Dans ce modèle, on peut considérer le film comme un message audiovisuel codé, produit par un réalisateur ou une équipe technique (émetteur), via un support visuel et sonore (le canal), et reçu par des spectateurs dans des contextes sociaux et culturels variés (les récepteurs). Ainsi, chaque plan, chaque scène, chaque rythme visuel ou sonore est élaboré selon une architecture communicative proposant un sens susceptible d’être compris, mal compris, ou réinterprété

Du modèle linéaire à la réception multiple

Si le modèle linéaire suppose un processus à sens unique, le développement des théories médiatiques et de la critique culturelle a conduit à reconsidérer la relation entre le message et le récepteur. C’est là que prend toute son importance la théorie du codage/décodage formulée par Stuart Hall, qui redonne au récepteur une place centrale en tant que partenaire dans la construction du sens, et non simple consommateur de celui-ci.

Ainsi, on peut dire que le réalisateur ou le scénariste produit un discours codé dans le film, mais ce discours n’est pas reçu de manière unique ; il passe par des filtres culturels, sociaux et idéologiques qui déterminent la manière dont il sera interprété. Le spectateur peut répondre au discours par l’adhésion, la négociation ou le rejet, ce qui fait du cinéma un espace symbolique de réception pluraliste et d’interprétations multiples. Cette vision établit une compréhension nouvelle du cinéma : non plus comme simple moyen de projection, mais comme système de communication ouvert, où se croisent le pouvoir de l’image et la liberté d’interprétation

Cinéma et médias: limites de l’intersection

Il est vrai que le cinéma se distingue des autres médias par sa fonction expressive, mais cela ne l’empêche pas d’assumer un rôle de média de masse, notamment lorsqu’il est produit et consommé au sein de réseaux culturels étendus. Selon Denis McQuail, les médias ne se contentent pas de transmettre des informations, ils reproduisent aussi le système symbolique de la société et orientent ses représentations et ses valeurs.

Dans ce sens, le cinéma dépasse le simple discours esthétique pour devenir un discours social et symbolique, qui façonne les représentations d’un groupe sur lui-même et sur l’autre. Il opère une fonction de construction de la réalité par le filtre visuel et symbolique, ce qui en fait un champ sémiologique aussi influent et diffusé que les autres formes médiatiques.

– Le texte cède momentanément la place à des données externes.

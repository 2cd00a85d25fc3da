//! The mem overview store implementation provided by newsspool.

use crate::codec;
use crate::factories::SnapshotOvCursor;
use crate::stripe::GroupLocks;
use newsspool_api::builder::Builder;
use newsspool_api::config::Config;
use newsspool_api::*;
use std::collections::BTreeMap;
use std::ops::Bound;
use std::sync::Arc;
use tokio::sync::RwLock;


/// The mem overview store implementation provided by newsspool.
///
/// This keeps the whole overview database in a sorted in-memory map. It
/// speaks the same record format as the durable backend, so everything
/// except persistence behaves identically.
#[derive(Debug)]
pub struct MemOverviewStoreFactory {}

impl MemOverviewStoreFactory {
    /// Construct a new MemOverviewStoreFactory.
    pub fn create() -> DynOverviewStoreFactory {
        let out: DynOverviewStoreFactory =
            Arc::new(MemOverviewStoreFactory {});
        out
    }
}

impl OverviewStoreFactory for MemOverviewStoreFactory {
    fn default_config(&self, _config: &mut Config) -> NsResult<()> {
        Ok(())
    }

    fn create(
        &self,
        _builder: Arc<Builder>,
    ) -> BoxFut<'static, NsResult<DynOverviewStore>> {
        Box::pin(async move {
            let out: DynOverviewStore = Arc::new(MemOverviewStore::new());
            Ok(out)
        })
    }
}

#[derive(Debug)]
pub(crate) struct MemOverviewStore {
    locks: GroupLocks,
    inner: RwLock<BTreeMap<Vec<u8>, Vec<u8>>>,
}

impl MemOverviewStore {
    pub(crate) fn new() -> Self {
        Self {
            locks: GroupLocks::default(),
            inner: RwLock::new(BTreeMap::new()),
        }
    }

    #[cfg(test)]
    pub(crate) async fn poke_raw(&self, key: Vec<u8>, rec: Vec<u8>) {
        self.inner.write().await.insert(key, rec);
    }
}

impl OverviewStore for MemOverviewStore {
    fn fetch_one(
        &self,
        group: GroupName,
        num: i64,
    ) -> BoxFut<'_, NsResult<(Token, OverviewElement)>> {
        Box::pin(async move {
            let rid = codec::rec_id(&group, num);
            let inner = self.inner.read().await;
            let rec = inner.get(&rid).ok_or(NsError::NoEntry)?;
            let (tk, mut ove) = codec::explode_record(rec)?;
            ove.num = num;
            Ok((tk, ove))
        })
    }

    fn fetch_all(
        &self,
        group: GroupName,
        first: i64,
        last: i64,
    ) -> BoxFut<'_, NsResult<Box<dyn OverviewCursor>>> {
        Box::pin(async move {
            let rid = codec::rec_id(&group, first);
            let mut lid = codec::rec_id(&group, last);
            codec::rec_id_incr(&mut lid);
            if rid >= lid {
                let out: Box<dyn OverviewCursor> =
                    Box::new(SnapshotOvCursor::new(Vec::new()));
                return Ok(out);
            }
            let inner = self.inner.read().await;
            let items: Vec<(Vec<u8>, Vec<u8>)> = inner
                .range(rid..lid)
                .map(|(k, v)| (k.clone(), v.clone()))
                .collect();
            let out: Box<dyn OverviewCursor> =
                Box::new(SnapshotOvCursor::new(items));
            Ok(out)
        })
    }

    fn seek_one(
        &self,
        group: GroupName,
        num: i64,
        backward: bool,
    ) -> BoxFut<'_, NsResult<(Token, OverviewElement)>> {
        Box::pin(async move {
            let rid = codec::rec_id(&group, num);
            let inner = self.inner.read().await;
            let found = if backward {
                inner.range::<Vec<u8>, _>(..rid.clone()).next_back()
            } else {
                inner
                    .range::<Vec<u8>, _>((
                        Bound::Excluded(rid.clone()),
                        Bound::Unbounded,
                    ))
                    .next()
            };
            let (key, rec) = found.ok_or(NsError::NoEntry)?;
            // the walk must not leave the group's entry range
            if !codec::rec_id_prefix_eq(&rid, key) {
                return Err(NsError::NoEntry);
            }
            let (tk, mut ove) = codec::explode_record(rec)?;
            ove.num = codec::rec_id_to_num(key);
            Ok((tk, ove))
        })
    }

    fn group_stat(&self, group: GroupName) -> BoxFut<'_, NsResult<GroupStat>> {
        Box::pin(async move {
            let inner = self.inner.read().await;
            let rec = inner
                .get(&codec::gstat_id(&group))
                .ok_or(NsError::NoEntry)?;
            codec::explode_gstat(rec)
        })
    }

    fn group_write_ov(
        &self,
        group: GroupName,
        autonum: bool,
        _md: ArticleMd,
        token: Token,
        ove: OverviewElement,
    ) -> BoxFut<'_, NsResult<OverviewElement>> {
        Box::pin(async move {
            let mut ove = ove;
            let _stripe = self.locks.lock(&group).await;
            let mrid = codec::gstat_id(&group);
            let mut inner = self.inner.write().await;
            let mrec = inner.get(&mrid).ok_or(NsError::NoEntry)?;
            let mut gs = codec::explode_gstat(mrec)?;
            gs.count += 1;
            if autonum {
                gs.high += 1;
                ove.num = gs.high;
            } else if gs.high < ove.num {
                gs.high = ove.num;
            }
            let rid = codec::rec_id(&group, ove.num);
            let rec = codec::join_record(&token, &ove);
            inner.insert(rid, rec);
            inner.insert(mrid, codec::join_gstat(gs).to_vec());
            Ok(ove)
        })
    }

    fn init_group(&self, group: GroupName) -> BoxFut<'_, NsResult<()>> {
        Box::pin(async move {
            let _stripe = self.locks.lock(&group).await;
            let mrid = codec::gstat_id(&group);
            let mut inner = self.inner.write().await;
            let gs = inner
                .get(&mrid)
                .and_then(|rec| codec::explode_gstat(rec).ok())
                .unwrap_or(GroupStat {
                    count: 0,
                    low: 1,
                    high: 0,
                });
            inner.insert(mrid, codec::join_gstat(gs).to_vec());
            Ok(())
        })
    }

    fn cancel_ov(
        &self,
        group: GroupName,
        num: i64,
    ) -> BoxFut<'_, NsResult<()>> {
        Box::pin(async move {
            let _stripe = self.locks.lock(&group).await;
            let rid = codec::rec_id(&group, num);
            let mrid = codec::gstat_id(&group);
            let mut inner = self.inner.write().await;
            inner.remove(&rid);
            if let Some(mut gs) =
                inner.get(&mrid).and_then(|rec| codec::explode_gstat(rec).ok())
            {
                if gs.low == num {
                    gs.low = num + 1;
                    inner.insert(mrid, codec::join_gstat(gs).to_vec());
                }
            }
            Ok(())
        })
    }
}
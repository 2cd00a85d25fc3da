//! The time-hashed spool, the reference storage method.
//!
//! One file per article, named from the arrival time and a serial:
//!
//! ```text
//! <spool>/time-nn/zzbb/cc/yyyy-aadd
//! ```
//!
//! where `nn` is the storage class in hex, the arrival time in seconds
//! since the epoch reads as `0xzzaabbccdd`, and `yyyy` is the low half
//! of the serial counter.

use newsspool_api::builder::Builder;
use newsspool_api::config::{Config, SpoolConfig};
use newsspool_api::*;
use bytes::Bytes;
use std::path::PathBuf;
use std::sync::atomic::{AtomicU32, Ordering};
use std::sync::Arc;
use tokio::io::AsyncWriteExt;

#[cfg(test)]
mod test;

/// How many serials to try before giving up on a saturated second.
const STORE_ATTEMPTS: u32 = 1 << 16;

/// The time-hashed spool storage method provided by newsspool.
#[derive(Debug)]
pub struct TimehashStoreFactory {}

impl TimehashStoreFactory {
    /// Construct a new TimehashStoreFactory.
    pub fn create() -> DynStorageMethodFactory {
        let out: DynStorageMethodFactory = Arc::new(TimehashStoreFactory {});
        out
    }
}

impl StorageMethodFactory for TimehashStoreFactory {
    fn default_config(&self, _config: &mut Config) -> NsResult<()> {
        Ok(())
    }

    fn create(
        &self,
        builder: Arc<Builder>,
        class: u8,
    ) -> BoxFut<'static, NsResult<DynStorageMethod>> {
        Box::pin(async move {
            let spool: SpoolConfig =
                builder.config.get_module_config(SpoolConfig::MODULE)?;
            let out: DynStorageMethod = Arc::new(TimehashStore::new(
                PathBuf::from(spool.spool),
                class,
            ));
            Ok(out)
        })
    }
}

#[derive(Debug)]
pub(crate) struct TimehashStore {
    root: PathBuf,
    class: u8,
    serial: AtomicU32,
}

impl TimehashStore {
    pub(crate) fn new(root: PathBuf, class: u8) -> Self {
        Self {
            root,
            class,
            serial: AtomicU32::new(0),
        }
    }

    fn mint(&self, md: &ArticleMd, serial: u32) -> Token {
        let mut t = Token::zeroed();
        t.set_class(self.class);
        let p = t.payload_mut();
        p[..8].copy_from_slice(
            &(md.arrival.as_unix_secs() as u64).to_be_bytes(),
        );
        p[8..12].copy_from_slice(&serial.to_be_bytes());
        t
    }

    fn path_for(&self, token: &Token) -> PathBuf {
        let p = token.payload();
        let tm = u64::from_be_bytes(p[..8].try_into().unwrap());
        let ser = u32::from_be_bytes(p[8..12].try_into().unwrap());
        // time-nn/zzbb/cc/yyyy-aadd  <- 0xzzaabbccdd, 0xyyyy
        let rel = format!(
            "time-{:02x}/{:02x}{:02x}/{:02x}/{:04x}-{:02x}{:02x}",
            token.class(),
            (tm >> 32) & 0xff,
            (tm >> 16) & 0xff,
            (tm >> 8) & 0xff,
            ser & 0xffff,
            (tm >> 24) & 0xff,
            tm & 0xff,
        );
        let mut out = self.root.clone();
        out.extend(rel.split('/'));
        out
    }
}

impl StorageMethod for TimehashStore {
    fn store(
        &self,
        md: ArticleMd,
        article: Bytes,
    ) -> BoxFut<'_, NsResult<Token>> {
        Box::pin(async move {
            for _ in 0..STORE_ATTEMPTS {
                let serial = self.serial.fetch_add(1, Ordering::Relaxed)
                    .wrapping_add(1);
                let token = self.mint(&md, serial);
                let path = self.path_for(&token);
                if let Some(parent) = path.parent() {
                    tokio::fs::create_dir_all(parent).await?;
                }
                let mut f = match tokio::fs::OpenOptions::new()
                    .write(true)
                    .create_new(true)
                    .open(&path)
                    .await
                {
                    Ok(f) => f,
                    // serial reuse after a restart lands on an existing
                    // file; the next serial resolves it
                    Err(e)
                        if e.kind()
                            == std::io::ErrorKind::AlreadyExists =>
                    {
                        continue
                    }
                    Err(e) => return Err(e.into()),
                };
                if let Err(e) = f.write_all(&article).await {
                    // keep the partial as forensic residue, not a live
                    // article
                    let mut del = path.clone().into_os_string();
                    del.push(".del");
                    let _ = tokio::fs::rename(&path, &del).await;
                    return Err(e.into());
                }
                return Ok(token);
            }
            Err(NsError::other("timehash spool: serial space saturated"))
        })
    }

    fn retrieve(
        &self,
        token: Token,
        level: RetrieveLevel,
    ) -> BoxFut<'_, NsResult<RetrievedArticle>> {
        Box::pin(async move {
            let path = self.path_for(&token);
            if level == RetrieveLevel::Stat {
                tokio::fs::metadata(&path).await?;
                return Ok(RetrievedArticle {
                    level: RetrieveLevel::Stat,
                    data: Bytes::new(),
                });
            }
            // a flat file cannot produce a bare head cheaply; answer
            // with the whole article and let the caller split
            let data = tokio::fs::read(&path).await?;
            Ok(RetrievedArticle {
                level: RetrieveLevel::All,
                data: data.into(),
            })
        })
    }

    fn cancel(&self, token: Token) -> BoxFut<'_, NsResult<()>> {
        Box::pin(async move {
            let path = self.path_for(&token);
            tokio::fs::remove_file(&path).await?;
            Ok(())
        })
    }
}
//! Types for use when configuring newsspool modules.

use crate::*;

/// helper transcode function
fn tc<S: serde::Serialize, D: serde::de::DeserializeOwned>(
    s: &S,
) -> NsResult<D> {
    serde_json::from_str(
        &serde_json::to_string(s)
            .map_err(|e| NsError::other_src("encode", e))?,
    )
    .map_err(|e| NsError::other_src("decode", e))
}

/// Denotes a type used to configure a specific newsspool module.
///
/// Note, the types defined in this struct are specifically for
/// configuration that cannot be changed at runtime, the likes of which
/// might be found in a configuration file.
///
/// It is highly recommended that you expose this struct in your module
/// docs to help devs using your module understand how to configure it.
pub trait ModConfig:
    'static
    + Sized
    + Default
    + std::fmt::Debug
    + serde::Serialize
    + serde::de::DeserializeOwned
    + Send
    + Sync
{
}

/// Newsspool configuration.
#[derive(Debug, Default, serde::Serialize, serde::Deserialize)]
pub struct Config(serde_json::Map<String, serde_json::Value>);

impl Config {
    /// When newsspool is generating a default or example configuration
    /// file, it will pass a mutable reference of this config struct to
    /// the module factories that are configured to be used. Those
    /// factories should call this function any number of times to add any
    /// default configuration parameters to that file.
    pub fn add_default_module_config<M: ModConfig>(
        &mut self,
        module_name: String,
    ) -> NsResult<()> {
        if self.0.contains_key(&module_name) {
            return Err(NsError::other(format!(
                "Refusing to overwrite conflicting module name: {module_name}"
            )));
        }
        self.0.insert(module_name, tc(&M::default())?);
        Ok(())
    }

    /// When newsspool is initializing, it will call the factory function
    /// for all of its modules with an immutable reference to this config
    /// struct. Each of those modules may choose to call this function
    /// to extract a module config. Note that this config is loaded from
    /// disk and can be edited by humans, so the serialization on the
    /// module config should be tolerant to missing properties, setting
    /// sane defaults.
    pub fn get_module_config<M: ModConfig>(
        &self,
        module_name: &str,
    ) -> NsResult<M> {
        self.0
            .get(module_name)
            .map(tc)
            .unwrap_or_else(|| Ok(M::default()))
    }

    /// Replace a module config wholesale. Mostly useful in tests.
    pub fn set_module_config<M: ModConfig>(
        &mut self,
        module_name: String,
        module: &M,
    ) -> NsResult<()> {
        self.0.insert(module_name, tc(module)?);
        Ok(())
    }
}

/// The master configuration of the assembled spool: where the spool root
/// lives and which registered backend serves each store.
#[derive(Debug, Clone, serde::Serialize, serde::Deserialize)]
#[serde(rename_all = "camelCase", default)]
pub struct SpoolConfig {
    /// The spool root directory.
    pub spool: String,

    /// Registry name of the overview store backend.
    pub ov_method: String,

    /// Registry name of the history store backend.
    pub his_method: String,

    /// Registry name of the reverse index backend.
    pub ri_method: String,

    /// Registry name of the group catalog backend.
    pub group_method: String,

    /// Directory holding the `active` and `newsgroups` catalog files.
    pub config_path: String,

    /// File extension of the catalog files ("", "gz", "bz2", ...). The
    /// matching decoder must be registered with the decompression
    /// registry.
    pub decompress: String,

    /// Default article retention in seconds. Zero disables automatic
    /// expiry for articles without an explicit expiry time.
    pub default_expiry_s: u64,
}

impl SpoolConfig {
    /// The module name this config is registered under.
    pub const MODULE: &'static str = "spool";

    /// The default retention as a [std::time::Duration], if any.
    pub fn default_expiry(&self) -> Option<std::time::Duration> {
        if self.default_expiry_s == 0 {
            None
        } else {
            Some(std::time::Duration::from_secs(self.default_expiry_s))
        }
    }
}

impl Default for SpoolConfig {
    fn default() -> Self {
        Self {
            spool: "./spool".into(),
            ov_method: "ovldb".into(),
            his_method: "hisldb".into(),
            ri_method: "rildb".into(),
            group_method: "tradgroup".into(),
            config_path: "./config".into(),
            decompress: "".into(),
            default_expiry_s: 60 * 60 * 24,
        }
    }
}

impl ModConfig for SpoolConfig {}

/// The policy binding one storage class to a storage method.
#[derive(Debug, Clone, serde::Serialize, serde::Deserialize)]
#[serde(rename_all = "camelCase", default)]
pub struct StorageClassConfig {
    /// Registry name of the storage method serving this class.
    pub method: String,

    /// The class index, 0..=255.
    pub class: u8,

    /// Wildmat over newsgroup names. Empty matches everything.
    pub newsgroups: String,

    /// Smallest article size this class accepts.
    pub size: i64,

    /// Largest article size this class accepts. Zero is unbounded.
    pub max_size: i64,

    /// With a newsgroups pattern: require every group to match, instead
    /// of any.
    pub exact_match: bool,
}

impl Default for StorageClassConfig {
    fn default() -> Self {
        Self {
            method: "timehash".into(),
            class: 0,
            newsgroups: "".into(),
            size: 0,
            max_size: 0,
            exact_match: false,
        }
    }
}

/// The set of configured storage classes.
#[derive(Debug, Clone, Default, serde::Serialize, serde::Deserialize)]
#[serde(rename_all = "camelCase", default)]
pub struct StorageClassesConfig {
    /// One entry per bound class. Entries with duplicate class indexes
    /// resolve last-wins.
    pub classes: Vec<StorageClassConfig>,
}

impl StorageClassesConfig {
    /// The module name this config is registered under.
    pub const MODULE: &'static str = "storageClasses";
}

impl ModConfig for StorageClassesConfig {}
//! The expirer: tears articles down across every store, in the reverse
//! of the posting order.
//!
//! Overview rows go first, history last for the article itself, then the
//! storage object, then the reverse index. The reverse index is the
//! final canonical truth: as long as it still holds the article, a
//! partial failure upstream is retried by a future expiry scan.

use crate::storage_manager::StorageManager;
use newsspool_api::*;
use std::sync::atomic::{AtomicBool, Ordering};
use std::sync::Arc;

#[cfg(test)]
mod test;

/// The expirer over the assembled stores.
#[derive(Debug)]
pub struct Expirer {
    storage: Arc<StorageManager>,
    overview: DynOverviewStore,
    history: DynHistoryStore,
    reverse_index: Option<DynReverseIndex>,
}

impl Expirer {
    /// Construct an expirer over the assembled stores.
    pub fn new(
        storage: Arc<StorageManager>,
        overview: DynOverviewStore,
        history: DynHistoryStore,
        reverse_index: Option<DynReverseIndex>,
    ) -> Self {
        Self {
            storage,
            overview,
            history,
            reverse_index,
        }
    }

    /// Tear one article down across every store.
    ///
    /// `token` may already carry the storage token recovered upstream;
    /// otherwise history is asked. Per-store errors are logged and
    /// skipped so a half-gone article keeps converging toward gone.
    async fn cancel_article(
        &self,
        message_id: &MessageId,
        mut token: Option<Token>,
    ) {
        if token.is_none() {
            token = self
                .history
                .his_lookup(message_id.clone())
                .await
                .ok();
        }
        if let Err(err) = self.history.his_cancel(message_id.clone()).await {
            tracing::warn!(?err, %message_id, "history cancel failed");
        }
        if let Some(token) = token {
            if let Err(err) = self.storage.cancel(token).await {
                tracing::warn!(?err, %message_id, "storage cancel failed");
            }
        }
        // the reverse index goes last: as long as it still holds the
        // article, any partial failure above is retried by a later scan
        if let Some(ri) = &self.reverse_index {
            if let Err(err) = ri.ri_expire(message_id.clone()).await {
                tracing::warn!(?err, %message_id, "reverse index expire failed");
            }
        }
    }

    /// Expire every article whose retention elapsed before `now`.
    ///
    /// Returns how many articles were torn down. When `shutdown` fires
    /// the loop stops between articles: the signal is observed only
    /// after the in-flight article is fully gone.
    pub async fn expire_process(
        &self,
        shutdown: &AtomicBool,
        now: Timestamp,
    ) -> NsResult<u64> {
        let ri =
            self.reverse_index.as_ref().ok_or(NsError::CouldNotQuery)?;
        let mut cur = ri.ri_query_expired(now).await?;
        let mut token: Option<Token> = None;
        let mut count = 0;
        loop {
            let step = match cur.next().await {
                Ok(step) => step,
                Err(err) => {
                    tracing::warn!(?err, "expiry cursor failed");
                    break;
                }
            };
            let Some(step) = step else { break };
            match step {
                RiHistory::Group { group, num } => {
                    if token.is_none() {
                        token = self
                            .overview
                            .fetch_one(group.clone(), num)
                            .await
                            .ok()
                            .map(|(tk, _)| tk);
                    }
                    if let Err(err) =
                        self.overview.cancel_ov(group.clone(), num).await
                    {
                        tracing::warn!(?err, %group, num, "overview cancel failed");
                    }
                }
                RiHistory::Article { message_id } => {
                    self.cancel_article(&message_id, token.take()).await;
                    count += 1;
                    if shutdown.load(Ordering::SeqCst) {
                        tracing::debug!(count, "expiry interrupted");
                        return Ok(count);
                    }
                }
            }
        }
        tracing::debug!(count, "expiry sweep done");
        Ok(count)
    }

    /// Cancel one article by message-id.
    pub async fn cancel_message_id(
        &self,
        message_id: MessageId,
    ) -> NsResult<()> {
        self.cancel_with(message_id, None).await
    }

    async fn cancel_with(
        &self,
        message_id: MessageId,
        mut token: Option<Token>,
    ) -> NsResult<()> {
        if let Some(ri) = &self.reverse_index {
            if let Ok(mut cur) = ri.ri_lookup_all(message_id.clone()).await {
                while let Some(rie) = cur.next().await? {
                    if token.is_none() {
                        token = self
                            .overview
                            .fetch_one(rie.group.clone(), rie.num)
                            .await
                            .ok()
                            .map(|(tk, _)| tk);
                    }
                    if let Err(err) = self
                        .overview
                        .cancel_ov(rie.group.clone(), rie.num)
                        .await
                    {
                        tracing::warn!(?err, group = %rie.group, num = rie.num, "overview cancel failed");
                    }
                }
            }
        }
        self.cancel_article(&message_id, token).await;
        Ok(())
    }

    /// Cancel one article by (group, number).
    pub async fn cancel_group_num(
        &self,
        group: GroupName,
        num: i64,
    ) -> NsResult<()> {
        let (token, ove) = self.overview.fetch_one(group, num).await?;
        let message_id = MessageId::from(ove.msg_id);
        self.cancel_with(message_id, Some(token)).await
    }
}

De la représentation au discours

André Bazin considérait que le cinéma repose sur l’idée de « foi dans le réel », mais en réalité, il ne reproduit pas le monde tel quel : il le reformule selon une perspective subjective et esthétique incitant à l’interprétation. Cette foi dans la fidélité au réel n’est qu’un leurre visuel sophistiqué, faisant du film un discours non neutre, mais chargé de positions et de significations cachées. Si l’image représente, le montage oriente, le temps découpe, et le langage cinématographique dans son ensemble devient un discours communicatif complexe. Le style du film n’est pas qu’une forme, mais une manière de dire, et donc un acte de communication.
(Bordwell 1997, 56)

Cette idée repose sur la conscience que le cinéma n’est pas objectif, mais engagé ; il parle, même lorsqu’il semble silencieux, et dit même par le silence ou par la répartition de la lumière. Ainsi, intégrer le cinéma dans le champ de la communication de masse nécessite de briser la séparation traditionnelle entre « art » et « message ». Le film ne se regarde pas seulement, il se lit, s’interprète et se reconstruit dans l’esprit du spectateur, au sein d’un processus symbolique et culturel. Des modèles théoriques, de Shannon à Hall, de Bazin à McQuail, nous permettent de comprendre que le cinéma n’est pas un discours fermé, mais un texte communicatif ouvert, exerçant son pouvoir à travers l’image, mais tirant son efficacité de l’interaction avec le spectateur (Shannon and Weaver 1949; Hall 1980; Bazin 1967; McQuail 2010).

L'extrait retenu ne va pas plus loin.